[Exercise details]: Your answer should consist of the lines in the data below that contain "locations".

[The input]:
######

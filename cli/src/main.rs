use std::{
    env,
    path::{Path, PathBuf},
    process,
};

use anyhow::{bail, Context};
use clap::{ArgAction, Parser};
use collision_core::{CollisionDetector, DetectionConfig, DetectionResult, DEFAULT_CONFIG_FILE};
use console::style;
use serde::Serialize;
use tracing::debug;
use tracing_subscriber::EnvFilter;

const EXIT_OK: i32 = 0;
const EXIT_COLLISIONS: i32 = 1;
const EXIT_ERROR: i32 = 255;

/// Name collision detector entry point.
#[derive(Debug, Parser)]
#[command(
    name = "detect-collisions",
    version,
    about = "Find PHP classes, functions and constants declared more than once."
)]
struct Args {
    /// Path to config file (JSON). Defaults to collision-detector.json if present.
    #[arg(long, value_name = "FILE")]
    configuration: Option<PathBuf>,

    /// Emit JSON output for automation.
    #[arg(long, action = ArgAction::SetTrue)]
    json: bool,

    /// Log progress to stderr (-v debug, -vv trace). RUST_LOG takes precedence.
    #[arg(short, long, action = ArgAction::Count)]
    verbose: u8,

    /// Files or directories to scan. Overrides scanPaths from the config file.
    #[arg(value_name = "PATH", num_args = 0..)]
    paths: Vec<PathBuf>,
}

#[derive(Debug, Serialize)]
struct JsonReport<'a> {
    scan_paths: Vec<String>,
    #[serde(flatten)]
    result: &'a DetectionResult,
}

fn main() {
    let args = Args::parse();
    init_tracing(args.verbose);

    let code = match run(&args) {
        Ok(code) => code,
        Err(err) => {
            println!("{} {err}", style("ERROR:").red().bold());
            EXIT_ERROR
        }
    };
    process::exit(code);
}

fn init_tracing(verbosity: u8) {
    let default_level = match verbosity {
        0 => "warn",
        1 => "debug",
        _ => "trace",
    };
    let filter =
        EnvFilter::try_from_default_env().unwrap_or_else(|_| EnvFilter::new(default_level));
    tracing_subscriber::fmt()
        .with_env_filter(filter)
        .with_writer(std::io::stderr)
        .with_target(false)
        .init();
}

fn run(args: &Args) -> anyhow::Result<i32> {
    let cwd = env::current_dir().context("Failed to resolve working directory")?;
    let config = load_config(args, &cwd)?;
    if config.scan_paths.is_empty() {
        bail!("no directories provided, use e.g. `detect-collisions src tests`");
    }
    debug!(?config, "configuration loaded");

    let detector = CollisionDetector::new(config);
    let result = detector.detect()?;
    let scan_paths: Vec<String> = detector
        .config()
        .scan_paths
        .iter()
        .map(|p| p.display().to_string())
        .collect();

    if args.json {
        let report = JsonReport {
            scan_paths,
            result: &result,
        };
        println!("{}", serde_json::to_string_pretty(&report)?);
    } else {
        print_human_report(&result, &scan_paths);
    }

    Ok(if result.has_collisions() {
        EXIT_COLLISIONS
    } else {
        EXIT_OK
    })
}

fn load_config(args: &Args, cwd: &Path) -> anyhow::Result<DetectionConfig> {
    let config = match &args.configuration {
        Some(path) => DetectionConfig::from_config_file(&args.paths, cwd, path)?,
        None => {
            let default_path = cwd.join(DEFAULT_CONFIG_FILE);
            if default_path.is_file() {
                DetectionConfig::from_config_file(&args.paths, cwd, &default_path)?
            } else {
                DetectionConfig::from_defaults(&args.paths, cwd)?
            }
        }
    };
    Ok(config)
}

fn print_human_report(result: &DetectionResult, scan_paths: &[String]) {
    if !result.has_collisions() {
        println!(
            "{} no name collision found in: {}",
            style("OK:").green().bold(),
            scan_paths.join(", ")
        );
    }

    for (group, name, locations) in result.collisions.iter() {
        println!(
            "{} ({group}) is defined {} times:",
            style(name).bold(),
            locations.len()
        );
        for location in locations {
            println!(" > {}", style(location).cyan());
        }
        println!();
    }

    println!(
        "Analysed {} files, excluded {}.",
        result.files_analysed, result.files_excluded
    );
}
use std::fmt::Write as _;
use std::io::{self, Write};
use std::path::Path;
use tempfile::NamedTempFile;

/// One result per line, each newline terminated.
pub fn format_output(results: &[i64]) -> String {
    let mut out = String::new();
    for result in results {
        // Writing to a String cannot fail.
        let _ = writeln!(out, "{}", result);
    }
    out
}

/// Writes `contents` to a temporary file next to `path`, then renames it into
/// place so readers never see a partially written file.
pub fn write_atomically(path: &Path, contents: &str) -> io::Result<()> {
    let dir = match path.parent() {
        Some(parent) if !parent.as_os_str().is_empty() => parent,
        _ => Path::new("."),
    };
    let mut tmpfile = NamedTempFile::new_in(dir)?;
    tmpfile.write_all(contents.as_bytes())?;
    tmpfile.flush()?;
    tmpfile.persist(path).map_err(|e| e.error)?;
    Ok(())
}
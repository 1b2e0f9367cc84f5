use serde::Deserialize;
use std::fs;
use std::path::Path;
use thiserror::Error;

#[derive(Clone, Debug, Default, Deserialize, PartialEq)]
#[serde(default)]
pub struct CubeSummationConfig {
    pub limits: Limits,
    pub output: OutputConfig,
}

/// Inclusive upper bounds enforced by the input parser.
#[derive(Clone, Debug, Deserialize, PartialEq)]
#[serde(default)]
pub struct Limits {
    pub max_test_cases: i64,
    pub max_cube_size: i64,
    pub max_operations: i64,
    /// Update values must lie in `-max_abs_value..=max_abs_value`.
    pub max_abs_value: i64,
}

impl Default for Limits {
    fn default() -> Self {
        Self {
            max_test_cases: 50,
            max_cube_size: 100,
            max_operations: 1000,
            max_abs_value: 1_000_000_000,
        }
    }
}

#[derive(Clone, Debug, Default, Deserialize, PartialEq)]
#[serde(default)]
pub struct OutputConfig {
    /// Dump the parsed input as JSON before the results.
    pub debug: bool,
}

#[derive(Error, Debug)]
pub enum ConfigError {
    #[error("error opening the configuration file {path}: {source}")]
    Io {
        path: String,
        source: std::io::Error,
    },
    #[error("error parsing the configuration file {path}: {source}")]
    Toml {
        path: String,
        source: toml::de::Error,
    },
    #[error("invalid limit {name}: must be between 1 and {max}, current: {value}")]
    InvalidLimit {
        name: &'static str,
        value: i64,
        max: i64,
    },
}

impl CubeSummationConfig {
    pub fn load(path: &Path) -> Result<Self, ConfigError> {
        let display = path.display().to_string();
        let contents = fs::read_to_string(path).map_err(|source| ConfigError::Io {
            path: display.clone(),
            source,
        })?;
        let config: Self = toml::from_str(&contents).map_err(|source| ConfigError::Toml {
            path: display,
            source,
        })?;
        config.limits.validate()?;
        Ok(config)
    }
}

pub const TEST_CASES_CEILING: i64 = 10_000;
/// A cube this size holds 125 million cells, about 1 GB.
pub const CUBE_SIZE_CEILING: i64 = 500;
pub const OPERATIONS_CEILING: i64 = 1_000_000;

impl Limits {
    /// Rejects limits under 1 or above their ceiling. `max_abs_value` is
    /// further bounded so that summing a whole cube of extreme values fits
    /// in an `i64`.
    pub fn validate(&self) -> Result<(), ConfigError> {
        let checks = [
            ("max_test_cases", self.max_test_cases, TEST_CASES_CEILING),
            ("max_cube_size", self.max_cube_size, CUBE_SIZE_CEILING),
            ("max_operations", self.max_operations, OPERATIONS_CEILING),
        ];
        for &(name, value, max) in checks.iter() {
            check_limit(name, value, max)?;
        }
        let cells = self.max_cube_size.pow(3);
        check_limit("max_abs_value", self.max_abs_value, i64::MAX / cells)
    }
}

fn check_limit(name: &'static str, value: i64, max: i64) -> Result<(), ConfigError> {
    if value < 1 || value > max {
        return Err(ConfigError::InvalidLimit { name, value, max });
    }
    Ok(())
}
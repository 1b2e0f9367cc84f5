use cube_summation::{
    format_output, parse_with_limits, run_all, write_atomically, ConfigError,
    CubeSummationConfig, ParseError,
};
use log::{debug, info, LevelFilter};
use simple_logger::SimpleLogger;
use std::fs;
use std::io::{self, Read, Write};
use std::path::PathBuf;
use std::process;
use structopt::StructOpt;
use thiserror::Error;

// Command-line arguments for the tool.
#[derive(StructOpt)]
struct Cli {
    /// Log level
    #[structopt(short, long, case_insensitive = true, default_value = "INFO")]
    log_level: LevelFilter,

    /// Optional TOML file overriding the input limits.
    #[structopt(short, long, parse(from_os_str))]
    config_file: Option<PathBuf>,

    /// Input file, stdin when omitted.
    #[structopt(short, long, parse(from_os_str))]
    input: Option<PathBuf>,

    /// Output file, stdout when omitted.
    #[structopt(short, long, parse(from_os_str))]
    output: Option<PathBuf>,

    /// Print the parsed input as JSON on stderr.
    #[structopt(short, long)]
    debug: bool,
}

#[derive(Error, Debug)]
enum AppError {
    #[error(transparent)]
    Config(#[from] ConfigError),
    #[error("error reading input {0}: {1}")]
    Input(String, io::Error),
    #[error("error writing output {0}: {1}")]
    Output(String, io::Error),
    #[error("{0}")]
    Parse(#[from] ParseError),
    #[error("error serializing parsed input: {0}")]
    Json(#[from] serde_json::Error),
}

impl AppError {
    fn exit_code(&self) -> i32 {
        match self {
            AppError::Parse(_) => 1,
            _ => 2,
        }
    }
}

fn read_input(path: &Option<PathBuf>) -> Result<String, AppError> {
    match path {
        Some(path) => {
            info!("reading input from {}", path.display());
            fs::read_to_string(path).map_err(|e| AppError::Input(path.display().to_string(), e))
        }
        None => {
            let mut raw = String::new();
            io::stdin()
                .read_to_string(&mut raw)
                .map_err(|e| AppError::Input("<stdin>".to_string(), e))?;
            Ok(raw)
        }
    }
}

fn run(args: &Cli) -> Result<(), AppError> {
    let config = match &args.config_file {
        Some(path) => CubeSummationConfig::load(path)?,
        None => CubeSummationConfig::default(),
    };
    debug!("{:?}", config);

    let raw = read_input(&args.input)?;
    let parsed = parse_with_limits(&raw, &config.limits)?;
    info!("parsed {} test cases", parsed.test_cases.len());

    if args.debug || config.output.debug {
        eprintln!("Structured data: {}", serde_json::to_string_pretty(&parsed)?);
    }

    let out = format_output(&run_all(&parsed));
    match &args.output {
        Some(path) => {
            write_atomically(path, &out)
                .map_err(|e| AppError::Output(path.display().to_string(), e))?;
            info!("wrote results to {}", path.display());
        }
        None => {
            let stdout = io::stdout();
            let mut handle = stdout.lock();
            handle
                .write_all(out.as_bytes())
                .and_then(|()| handle.flush())
                .map_err(|e| AppError::Output("<stdout>".to_string(), e))?;
        }
    }
    Ok(())
}

fn main() {
    let args = Cli::from_args();
    if let Err(e) = SimpleLogger::new().with_level(args.log_level).init() {
        eprintln!("Unable to initialise the logger: {}", e);
    }

    if let Err(e) = run(&args) {
        eprintln!("{}", e);
        process::exit(e.exit_code());
    }
}
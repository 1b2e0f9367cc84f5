use cube_summation::{write_atomically, Limits};
use log::{info, LevelFilter};
use simple_logger::SimpleLogger;
use std::fmt::Write as _;
use std::path::PathBuf;
use std::process;
use structopt::StructOpt;

/// Generates random, valid cube summation inputs.
#[derive(StructOpt)]
struct Cli {
    /// Log level
    #[structopt(short, long, case_insensitive = true, default_value = "INFO")]
    log_level: LevelFilter,

    /// Number of test cases (1 to 50)
    #[structopt(short, long, default_value = "1")]
    test_cases: i64,

    /// Cube size of every test case (1 to 100)
    #[structopt(short = "n", long, default_value = "10")]
    cube_size: i64,

    /// Operations per test case (1 to 1000)
    #[structopt(short = "m", long, default_value = "100")]
    operations: i64,

    /// Seed for reproducible output.
    #[structopt(short, long)]
    seed: Option<u64>,

    /// Output file, stdout when omitted.
    #[structopt(short, long, parse(from_os_str))]
    output: Option<PathBuf>,
}

fn generate(
    rng: &fastrand::Rng,
    limits: &Limits,
    test_cases: i64,
    cube_size: i64,
    operations: i64,
) -> String {
    let max = limits.max_abs_value;
    let mut out = String::new();
    // Writing to a String cannot fail, so the fmt results below are dropped.
    let _ = writeln!(out, "{}", test_cases);
    for _ in 0..test_cases {
        let _ = writeln!(out, "{} {}", cube_size, operations);
        for _ in 0..operations {
            if rng.bool() {
                let _ = writeln!(
                    out,
                    "UPDATE {} {} {} {}",
                    rng.i64(1..=cube_size),
                    rng.i64(1..=cube_size),
                    rng.i64(1..=cube_size),
                    rng.i64(-max..=max)
                );
            } else {
                let axis = || {
                    let (a, b) = (rng.i64(1..=cube_size), rng.i64(1..=cube_size));
                    (a.min(b), a.max(b))
                };
                let (x1, x2) = axis();
                let (y1, y2) = axis();
                let (z1, z2) = axis();
                let _ = writeln!(out, "QUERY {} {} {} {} {} {}", x1, y1, z1, x2, y2, z2);
            }
        }
    }
    out
}

fn main() {
    let args = Cli::from_args();
    if let Err(e) = SimpleLogger::new().with_level(args.log_level).init() {
        eprintln!("Unable to initialise the logger: {}", e);
    }

    let limits = Limits::default();
    if !(1..=limits.max_test_cases).contains(&args.test_cases)
        || !(1..=limits.max_cube_size).contains(&args.cube_size)
        || !(1..=limits.max_operations).contains(&args.operations)
    {
        eprintln!(
            "Constraint error: 1 <= T <= {}, 1 <= N <= {}, 1 <= M <= {}",
            limits.max_test_cases, limits.max_cube_size, limits.max_operations
        );
        process::exit(2);
    }

    let rng = fastrand::Rng::new();
    if let Some(seed) = args.seed {
        rng.seed(seed);
    }
    let text = generate(
        &rng,
        &limits,
        args.test_cases,
        args.cube_size,
        args.operations,
    );

    match &args.output {
        Some(path) => {
            if let Err(e) = write_atomically(path, &text) {
                eprintln!("Unable to write {}: {}", path.display(), e);
                process::exit(2);
            }
            info!("wrote {} test cases to {}", args.test_cases, path.display());
        }
        None => print!("{}", text),
    }
}
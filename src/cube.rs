use log::{debug, trace};

use crate::input::{ParsedInput, TestCase};
use crate::operation::{Operation, Point};

/// A zero-initialized `size`³ grid, addressed with the 1-based coordinates
/// used by the input format.
#[derive(Clone, Debug)]
pub struct Cube {
    size: usize,
    data: Vec<i64>,
}

impl Cube {
    pub fn new(size: usize) -> Self {
        Self {
            size,
            data: vec![0; size * size * size],
        }
    }

    pub fn data(&self) -> &[i64] {
        &self.data
    }

    fn calc_index(&self, (x, y, z): (usize, usize, usize)) -> usize {
        debug_assert!(x < self.size);
        debug_assert!(y < self.size);
        debug_assert!(z < self.size);
        x + (y * self.size) + z * (self.size * self.size)
    }

    /// 1-based to 0-based.
    fn zero_based(&self, p: Point) -> (usize, usize, usize) {
        ((p.x - 1) as usize, (p.y - 1) as usize, (p.z - 1) as usize)
    }

    /// Overwrites the cell at `at`.
    pub fn update(&mut self, at: Point, value: i64) {
        let idx = self.calc_index(self.zero_based(at));
        self.data[idx] = value;
    }

    pub fn get(&self, at: Point) -> i64 {
        self.data[self.calc_index(self.zero_based(at))]
    }

    /// Sums every cell in the inclusive box `from..=to` by visiting each one.
    pub fn sum(&self, from: Point, to: Point) -> i64 {
        let (x1, y1, z1) = self.zero_based(from);
        let (x2, y2, z2) = self.zero_based(to);
        let mut total = 0i64;
        for x in x1..=x2 {
            for y in y1..=y2 {
                for z in z1..=z2 {
                    total += self.data[self.calc_index((x, y, z))];
                }
            }
        }
        total
    }
}

/// Runs one test case on a fresh cube, returning one sum per QUERY in order.
pub fn run(test_case: &TestCase) -> Vec<i64> {
    let mut cube = Cube::new(test_case.cube_size);
    let queries = test_case.operations.iter().filter(|op| op.is_query()).count();
    let mut results = Vec::with_capacity(queries);
    for operation in &test_case.operations {
        match *operation {
            Operation::Update { at, value } => cube.update(at, value),
            Operation::Query { from, to } => {
                let total = cube.sum(from, to);
                trace!("{:?}..={:?} = {}", from, to, total);
                results.push(total);
            }
        }
    }
    results
}

pub fn run_all(input: &ParsedInput) -> Vec<i64> {
    input
        .test_cases
        .iter()
        .enumerate()
        .flat_map(|(i, test_case)| {
            debug!(
                "running test case {} (N = {}, {} operations)",
                i + 1,
                test_case.cube_size,
                test_case.operations.len()
            );
            run(test_case)
        })
        .collect()
}
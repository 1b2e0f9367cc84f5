mod config;
mod cube;
mod input;
mod operation;
mod output;

pub use config::{ConfigError, CubeSummationConfig, Limits, OutputConfig};
pub use cube::{run, run_all, Cube};
pub use input::{parse, parse_with_limits, ErrorKind, ParseError, ParsedInput, TestCase};
pub use operation::{Operation, OperationError, Point};
pub use output::{format_output, write_atomically};

/// Parses `raw` with `limits` and returns the output text for every query.
pub fn solve_with_limits(raw: &str, limits: &Limits) -> Result<String, ParseError> {
    let parsed = parse_with_limits(raw, limits)?;
    Ok(format_output(&run_all(&parsed)))
}

pub fn solve(raw: &str) -> Result<String, ParseError> {
    solve_with_limits(raw, &Limits::default())
}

######

[Solution for this task]:
    for (group, name, locations) in result.collisions.iter() {
            locations.len()
        for location in locations {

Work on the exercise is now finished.